Our Personal Journey: A Self Evaluation

“Don't cry because it's over, smile because it happened.”

Dr. Seuss

I want to say my adventure in Ecological Imaginings was like a journey. Each time I sent in a paper I learned something new, although in some papers I still made the same mistakes over and over. While I am a little disheartened that my Esem is coming to a close, the trials and errors in my writing also reflect the trials and errors that were happening in my life. In high school all I was writing was formal paper after formal paper, I felt like I was never able to take a risk for fear of a bad grade. In the beginning it was difficult deciding how exactly I was supposed to write. I was given the freedom to experiment that is something I had not normally been able to do. I think this is what set the bar for my writing this year early on. I tried not to have the same structured five-paragraph essay each time, which is what I had done repetitively in high school.

When I tried this writing approach my ideas became less centered and it seemed that I was focusing more on jotting all my thoughts down onto paper in some kind of format in order to turn it in on time. I also tried to take on a new voice in my writing. When I read my papers again I noticed I took a different tone in my writing than I normally did in the past. I’m not sure if I was trying to or not but now that I think back to when I was writing these papers there is a slightly condescending attitude in them. I found this tone in my earlier papers and less in the later ones. Toward the end as we were working on rewrites my work became more structured and formal than the earlier papers. 

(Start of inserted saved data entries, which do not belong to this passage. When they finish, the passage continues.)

use tern_bytecode::NumKind;
use tern_ir::Span;
use thiserror::Error;

use crate::{ArithOp, NativeError};

/// A run-time failure, located at the instruction that raised it.
#[derive(Clone, PartialEq, Debug, Error)]
#[error("{kind} (in `{procedure}` at instruction {pc})")]
pub struct VmError {
    pub kind: VmErrorKind,
    pub procedure: String,
    pub pc: usize,
    /// Source of the failing instruction, `Span::DUMMY` when it has none.
    pub span: Span,
}

#[derive(Clone, PartialEq, Debug, Error)]
pub enum VmErrorKind {
    #[error("division by zero")]
    DivisionByZero,
    #[error("integer overflow in {op} of `{kind}` values")]
    IntegerOverflow { op: ArithOp, kind: NumKind },
    #[error("call depth exceeded the limit of {limit}")]
    CallDepthExceeded { limit: usize },
    #[error(transparent)]
    Native(#[from] NativeError),
    /// The program's operands do not match its opcodes.
    #[error("malformed instruction: {0}")]
    MalformedInstruction(&'static str),
}
//! Numeric promotion lattice.
//!
//! All rules are total over [`Type`] and let error sentinels through
//! unchanged, so an error reported once is never reported again downstream.

use tern_ir::PrefixOp;

use crate::Type;

/// Result type of `left op right` for an arithmetic infix operator.
///
/// Symmetric except that the left operand wins when both are errors.
/// Signed combined with unsigned is [`Type::Uncastable`] in both orders.
pub fn promote(left: Type, right: Type) -> Type {
    if left.is_error() {
        return left;
    }
    if right.is_error() {
        return right;
    }
    if !left.is_numeric() || !right.is_numeric() {
        return Type::Uncastable;
    }

    if left.is_float() || right.is_float() {
        return match (left.is_float(), right.is_float()) {
            (true, true) => wider(left, right),
            (true, false) => left,
            _ => right,
        };
    }

    if left.is_signed() || right.is_signed() {
        return match (left, right) {
            (l, r) if l.is_signed() && r.is_signed() => wider(l, r),
            (s, Type::InferredNumber) | (Type::InferredNumber, s) => s,
            _ => Type::Uncastable,
        };
    }

    // Both unsigned, or one side is the generic number literal type.
    match (left, right) {
        (u, Type::InferredNumber) if u.is_unsigned() => u,
        (Type::InferredNumber, u) if u.is_unsigned() => u,
        (l, r) => wider(l, r),
    }
}

fn wider(a: Type, b: Type) -> Type {
    if b.width_rank() > a.width_rank() {
        b
    } else {
        a
    }
}

/// Result type of a sign operator. Unsigned operands become signed of the
/// same width; anything non-numeric is [`Type::Uncastable`].
pub fn prefix_type(_op: PrefixOp, operand: Type) -> Type {
    match operand {
        t if t.is_error() => t,
        Type::InferredNumber | Type::InferredUnsigned => Type::InferredSigned,
        t if t.is_signed() || t.is_float() => t,
        t if t.is_unsigned() => t.to_signed(),
        _ => Type::Uncastable,
    }
}

/// Whether a value of type `src` may be stored into a slot of type `dest`.
///
/// Numeric stores may narrow but never drop a fractional part, and never
/// mix signedness.
pub fn can_assign(dest: Type, src: Type) -> bool {
    if dest.is_error() || src.is_error() || dest == src {
        return true;
    }
    if !dest.is_numeric() || !src.is_numeric() {
        return false;
    }
    if src.is_float() && !dest.is_float() {
        return false;
    }
    promote(dest, src) != Type::Uncastable
}

/// Whether an explicit cast from `from` to `to` exists: between any two
/// numerics, and between `char` and integers.
pub fn can_cast(from: Type, to: Type) -> bool {
    if from.is_error() || to.is_error() || from == to {
        return true;
    }
    match (from, to) {
        (Type::Char, t) | (t, Type::Char) => t.is_integer(),
        (f, t) => f.is_numeric() && t.is_numeric(),
    }
}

Another important aspect of our class that I thoroughly enjoyed was the site sits. I feel that this was the most creative aspect of the class because we had free reign to talk about anything and everything we wanted to.  I felt that the more poetic side of came out during my site sits and was able to bloom. Even though my site sits are now over I can still visit whenever I want. There are so many different memories associated with my site that every time I visit I’ll think of all the different blog posts and visual aids I saw. I think that these site sits were very important because unlike other students on campus our Ecological Imaginings class now has memories tied to certain spots on campus, whether they are fond memories or not. 

I also enjoyed the readings and discussion in class as well. I think these are what really made the class into and “Ecological Imaginings” course. I always prefer discussion to reading because I learn better that way.  I felt that I was a vocal voice in the class but I also learned to hold my tongue so that someone else could speak that did not normally speak as much. I really enjoyed the different speculations of the authors and their point of views. Each of the readings allowed me to take certain aspects of their arguments that I enjoyed and use them to make my own ideas and perceptions about the environment.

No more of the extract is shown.